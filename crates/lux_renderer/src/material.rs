//! Surface appearance: pigments, BRDFs and the material that pairs them.

use std::f32::consts::PI;
use std::fmt::Debug;
use std::sync::Arc;

use lux_core::HdrImage;
use lux_math::{create_onb_from_z, Color, Normal, Point, Ray, Vec2d, Vec3};

use crate::Pcg;

/// Lower bound for rays leaving a surface, so they do not hit it again.
pub const SCATTER_TMIN: f32 = 1e-3;

/// Maximum angular mismatch, in radians, for a mirror reflection to count.
const SPECULAR_ANGLE_TOLERANCE: f32 = 1e-4;

/// A color field over the (u, v) square.
#[derive(Debug, Clone)]
pub enum Pigment {
    Uniform(Color),
    /// Alternates two colors on an `steps` x `steps` grid.
    Checkered {
        color1: Color,
        color2: Color,
        steps: u32,
    },
    /// Nearest-pixel lookup into a raster, no filtering.
    Image(Arc<HdrImage>),
}

impl Default for Pigment {
    fn default() -> Self {
        Pigment::Uniform(Color::ONE)
    }
}

impl Pigment {
    pub fn color(&self, uv: Vec2d) -> Color {
        match self {
            Pigment::Uniform(color) => *color,
            Pigment::Checkered {
                color1,
                color2,
                steps,
            } => {
                let steps = *steps as f32;
                let int_u = (uv.x * steps).floor() as i64;
                let int_v = (uv.y * steps).floor() as i64;
                if int_u.rem_euclid(2) == int_v.rem_euclid(2) {
                    *color1
                } else {
                    *color2
                }
            }
            Pigment::Image(image) => {
                if image.width() == 0 || image.height() == 0 {
                    return Color::ZERO;
                }
                // Negative products saturate to 0 in the cast.
                let col = ((uv.x * image.width() as f32) as u32).min(image.width() - 1);
                let row = ((uv.y * image.height() as f32) as u32).min(image.height() - 1);
                image.get_pixel(col, row).unwrap_or(Color::ZERO)
            }
        }
    }
}

/// How a surface redirects light.
pub trait Brdf: Send + Sync + Debug {
    /// The reflectance pigment.
    fn pigment(&self) -> &Pigment;

    /// Reflected fraction for light arriving along `in_dir` and leaving along
    /// `out_dir`. Both directions point away from the surface.
    fn eval(&self, normal: Normal, in_dir: Vec3, out_dir: Vec3, uv: Vec2d) -> Color;

    /// Sample an outgoing ray for a path arriving along `incoming_dir`.
    ///
    /// `normal` must face the incoming ray.
    fn scatter_ray(
        &self,
        pcg: &mut Pcg,
        incoming_dir: Vec3,
        interaction_point: Point,
        normal: Normal,
        depth: u32,
    ) -> Ray;
}

/// Lambertian reflector.
#[derive(Debug, Clone, Default)]
pub struct DiffuseBrdf {
    pigment: Pigment,
}

impl DiffuseBrdf {
    pub fn new(pigment: Pigment) -> Self {
        Self { pigment }
    }
}

impl Brdf for DiffuseBrdf {
    fn pigment(&self) -> &Pigment {
        &self.pigment
    }

    fn eval(&self, _normal: Normal, _in_dir: Vec3, _out_dir: Vec3, uv: Vec2d) -> Color {
        self.pigment.color(uv) / PI
    }

    /// Cosine-weighted hemisphere sample around `normal`.
    fn scatter_ray(
        &self,
        pcg: &mut Pcg,
        _incoming_dir: Vec3,
        interaction_point: Point,
        normal: Normal,
        depth: u32,
    ) -> Ray {
        let (e1, e2, e3) = create_onb_from_z(normal.normalize());
        let cos_theta_sq = pcg.random_float();
        let cos_theta = cos_theta_sq.sqrt();
        let sin_theta = (1.0 - cos_theta_sq).sqrt();
        let phi = 2.0 * PI * pcg.random_float();

        let direction = e1 * (phi.cos() * sin_theta) + e2 * (phi.sin() * sin_theta) + e3 * cos_theta;
        Ray::new(interaction_point, direction)
            .with_bounds(SCATTER_TMIN, f32::INFINITY)
            .with_depth(depth)
    }
}

/// Perfect mirror.
#[derive(Debug, Clone, Default)]
pub struct SpecularBrdf {
    pigment: Pigment,
}

impl SpecularBrdf {
    pub fn new(pigment: Pigment) -> Self {
        Self { pigment }
    }
}

impl Brdf for SpecularBrdf {
    fn pigment(&self) -> &Pigment {
        &self.pigment
    }

    fn eval(&self, normal: Normal, in_dir: Vec3, out_dir: Vec3, uv: Vec2d) -> Color {
        let normal = normal.normalize();
        let theta_in = angle_to(normal, in_dir);
        let theta_out = angle_to(normal, out_dir);

        if (theta_in - theta_out).abs() < SPECULAR_ANGLE_TOLERANCE {
            self.pigment.color(uv)
        } else {
            Color::ZERO
        }
    }

    fn scatter_ray(
        &self,
        _pcg: &mut Pcg,
        incoming_dir: Vec3,
        interaction_point: Point,
        normal: Normal,
        depth: u32,
    ) -> Ray {
        let direction = reflect(incoming_dir.normalize_or_zero(), normal.normalize().to_vec());
        Ray::new(interaction_point, direction)
            .with_bounds(SCATTER_TMIN, f32::INFINITY)
            .with_depth(depth)
    }
}

/// A BRDF plus a light-emitting pigment.
#[derive(Debug, Clone)]
pub struct Material {
    pub brdf: Arc<dyn Brdf>,
    pub emitted_radiance: Pigment,
}

impl Default for Material {
    /// White diffuse, no emission.
    fn default() -> Self {
        Self {
            brdf: Arc::new(DiffuseBrdf::default()),
            emitted_radiance: Pigment::Uniform(Color::ZERO),
        }
    }
}

impl Material {
    pub fn new(brdf: impl Brdf + 'static, emitted_radiance: Pigment) -> Self {
        Self {
            brdf: Arc::new(brdf),
            emitted_radiance,
        }
    }

    /// Non-emitting Lambertian surface.
    pub fn diffuse(pigment: Pigment) -> Self {
        Self::new(DiffuseBrdf::new(pigment), Pigment::Uniform(Color::ZERO))
    }

    /// Non-emitting mirror.
    pub fn specular(pigment: Pigment) -> Self {
        Self::new(SpecularBrdf::new(pigment), Pigment::Uniform(Color::ZERO))
    }

    pub fn with_emission(mut self, emitted_radiance: Pigment) -> Self {
        self.emitted_radiance = emitted_radiance;
        self
    }
}

/// Reflect a vector about a normal.
#[inline]
fn reflect(v: Vec3, n: Vec3) -> Vec3 {
    v - 2.0 * v.dot(n) * n
}

#[inline]
fn angle_to(normal: Normal, dir: Vec3) -> f32 {
    normal
        .dot(dir.normalize_or_zero())
        .clamp(-1.0, 1.0)
        .acos()
}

- **What to do**
Reproduce the listing above in its entirety, unchanged.

- **Result for this task**
filename crates/lux_renderer/src/material.rs
//! Surface appearance: pigments, BRDFs and the material that pairs them.

use std::f32::consts::PI;
use std::fmt::Debug;
use std::sync::Arc;

use lux_core::HdrImage;
use lux_math::{create_onb_from_z, Color, Normal, Point, Ray, Vec2d, Vec3};

use crate::Pcg;

/// Lower bound for rays leaving a surface, so they do not hit it again.
pub const SCATTER_TMIN: f32 = 1e-3;

/// Maximum angular mismatch, in radians, for a mirror reflection to count.
const SPECULAR_ANGLE_TOLERANCE: f32 = 1e-4;

/// A color field over the (u, v) square.
#[derive(Debug, Clone)]
pub enum Pigment {
    Uniform(Color),
    /// Alternates two colors on an `steps` x `steps` grid.
    Checkered {
        color1: Color,
        color2: Color,
        steps: u32,
    },
    /// Nearest-pixel lookup into a raster, no filtering.
    Image(Arc<HdrImage>),
}

impl Default for Pigment {
    fn default() -> Self {
        Pigment::Uniform(Color::ONE)
    }
}

impl Pigment {
    pub fn color(&self, uv: Vec2d) -> Color {
        match self {
            Pigment::Uniform(color) => *color,
            Pigment::Checkered {
                color1,
                color2,
                steps,
            } => {
                let steps = *steps as f32;
                let int_u = (uv.x * steps).floor() as i64;
                let int_v = (uv.y * steps).floor() as i64;
                if int_u.rem_euclid(2) == int_v.rem_euclid(2) {
                    *color1
                } else {
                    *color2
                }
            }
            Pigment::Image(image) => {
                if image.width() == 0 || image.height() == 0 {
                    return Color::ZERO;
                }
                // Negative products saturate to 0 in the cast.
                let col = ((uv.x * image.width() as f32) as u32).min(image.width() - 1);
                let row = ((uv.y * image.height() as f32) as u32).min(image.height() - 1);
                image.get_pixel(col, row).unwrap_or(Color::ZERO)
            }
        }
    }
}

/// How a surface redirects light.
pub trait Brdf: Send + Sync + Debug {
    /// The reflectance pigment.
    fn pigment(&self) -> &Pigment;

    /// Reflected fraction for light arriving along `in_dir` and leaving along
    /// `out_dir`. Both directions point away from the surface.
    fn eval(&self, normal: Normal, in_dir: Vec3, out_dir: Vec3, uv: Vec2d) -> Color;

    /// Sample an outgoing ray for a path arriving along `incoming_dir`.
    ///
    /// `normal` must face the incoming ray.
    fn scatter_ray(
        &self,
        pcg: &mut Pcg,
        incoming_dir: Vec3,
        interaction_point: Point,
        normal: Normal,
        depth: u32,
    ) -> Ray;
}

/// Lambertian reflector.
#[derive(Debug, Clone, Default)]
pub struct DiffuseBrdf {
    pigment: Pigment,
}

impl DiffuseBrdf {
    pub fn new(pigment: Pigment) -> Self {
        Self { pigment }
    }
}

impl Brdf for DiffuseBrdf {
    fn pigment(&self) -> &Pigment {
        &self.pigment
    }

    fn eval(&self, _normal: Normal, _in_dir: Vec3, _out_dir: Vec3, uv: Vec2d) -> Color {
        self.pigment.color(uv) / PI
    }

    /// Cosine-weighted hemisphere sample around `normal`.
    fn scatter_ray(
        &self,
        pcg: &mut Pcg,
        _incoming_dir: Vec3,
        interaction_point: Point,
        normal: Normal,
        depth: u32,
    ) -> Ray {
        let (e1, e2, e3) = create_onb_from_z(normal.normalize());
        let cos_theta_sq = pcg.random_float();
        let cos_theta = cos_theta_sq.sqrt();
        let sin_theta = (1.0 - cos_theta_sq).sqrt();
        let phi = 2.0 * PI * pcg.random_float();

        let direction = e1 * (phi.cos() * sin_theta) + e2 * (phi.sin() * sin_theta) + e3 * cos_theta;
        Ray::new(interaction_point, direction)
            .with_bounds(SCATTER_TMIN, f32::INFINITY)
            .with_depth(depth)
    }
}

/// Perfect mirror.
#[derive(Debug, Clone, Default)]
pub struct SpecularBrdf {
    pigment: Pigment,
}

impl SpecularBrdf {
    pub fn new(pigment: Pigment) -> Self {
        Self { pigment }
    }
}

impl Brdf for SpecularBrdf {
    fn pigment(&self) -> &Pigment {
        &self.pigment
    }

    fn eval(&self, normal: Normal, in_dir: Vec3, out_dir: Vec3, uv: Vec2d) -> Color {
        let normal = normal.normalize();
        let theta_in = angle_to(normal, in_dir);
        let theta_out = angle_to(normal, out_dir);

        if (theta_in - theta_out).abs() < SPECULAR_ANGLE_TOLERANCE {
            self.pigment.color(uv)
        } else {
            Color::ZERO
        }
    }

    fn scatter_ray(
        &self,
        _pcg: &mut Pcg,
        incoming_dir: Vec3,
        interaction_point: Point,
        normal: Normal,
        depth: u32,
    ) -> Ray {
        let direction = reflect(incoming_dir.normalize_or_zero(), normal.normalize().to_vec());
        Ray::new(interaction_point, direction)
            .with_bounds(SCATTER_TMIN, f32::INFINITY)
            .with_depth(depth)
    }
}

/// A BRDF plus a light-emitting pigment.
#[derive(Debug, Clone)]
pub struct Material {
    pub brdf: Arc<dyn Brdf>,
    pub emitted_radiance: Pigment,
}

impl Default for Material {
    /// White diffuse, no emission.
    fn default() -> Self {
        Self {
            brdf: Arc::new(DiffuseBrdf::default()),
            emitted_radiance: Pigment::Uniform(Color::ZERO),
        }
    }
}

impl Material {
    pub fn new(brdf: impl Brdf + 'static, emitted_radiance: Pigment) -> Self {
        Self {
            brdf: Arc::new(brdf),
            emitted_radiance,
        }
    }

    /// Non-emitting Lambertian surface.
    pub fn diffuse(pigment: Pigment) -> Self {
        Self::new(DiffuseBrdf::new(pigment), Pigment::Uniform(Color::ZERO))
    }

    /// Non-emitting mirror.
    pub fn specular(pigment: Pigment) -> Self {
        Self::new(SpecularBrdf::new(pigment), Pigment::Uniform(Color::ZERO))
    }

    pub fn with_emission(mut self, emitted_radiance: Pigment) -> Self {
        self.emitted_radiance = emitted_radiance;
        self
    }
}

/// Reflect a vector about a normal.
#[inline]
fn reflect(v: Vec3, n: Vec3) -> Vec3 {
    v - 2.0 * v.dot(n) * n
}

#[inline]
fn angle_to(normal: Normal, dir: Vec3) -> f32 {
    normal
        .dot(dir.normalize_or_zero())
        .clamp(-1.0, 1.0)
        .acos()
}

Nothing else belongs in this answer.